-- Opening Marker --

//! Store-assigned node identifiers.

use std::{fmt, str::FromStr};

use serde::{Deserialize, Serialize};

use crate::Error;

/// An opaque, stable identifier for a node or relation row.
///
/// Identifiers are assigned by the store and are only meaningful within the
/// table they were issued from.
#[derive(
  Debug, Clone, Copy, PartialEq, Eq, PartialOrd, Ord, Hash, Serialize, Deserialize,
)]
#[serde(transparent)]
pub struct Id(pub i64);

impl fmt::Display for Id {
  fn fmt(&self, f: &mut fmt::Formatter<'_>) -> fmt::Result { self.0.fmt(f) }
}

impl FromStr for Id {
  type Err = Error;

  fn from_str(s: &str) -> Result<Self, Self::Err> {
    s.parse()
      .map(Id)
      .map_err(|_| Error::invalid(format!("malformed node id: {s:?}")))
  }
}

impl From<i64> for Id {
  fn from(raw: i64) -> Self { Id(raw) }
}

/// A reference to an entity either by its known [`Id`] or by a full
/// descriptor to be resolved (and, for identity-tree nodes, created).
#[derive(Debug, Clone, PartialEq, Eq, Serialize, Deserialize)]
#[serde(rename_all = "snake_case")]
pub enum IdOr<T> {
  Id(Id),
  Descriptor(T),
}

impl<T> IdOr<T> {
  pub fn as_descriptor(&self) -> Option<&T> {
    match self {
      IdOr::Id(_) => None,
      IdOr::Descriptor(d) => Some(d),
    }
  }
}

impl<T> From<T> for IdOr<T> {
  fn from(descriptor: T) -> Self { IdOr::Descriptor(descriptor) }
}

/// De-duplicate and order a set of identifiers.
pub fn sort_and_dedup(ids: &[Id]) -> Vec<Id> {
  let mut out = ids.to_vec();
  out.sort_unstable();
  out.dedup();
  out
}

-- Closing Marker --

Your instructions: Counting only lines that contain the string "FromStr", say how many appear in the listing above, with the number as the entire reply.

Exercise answer: 2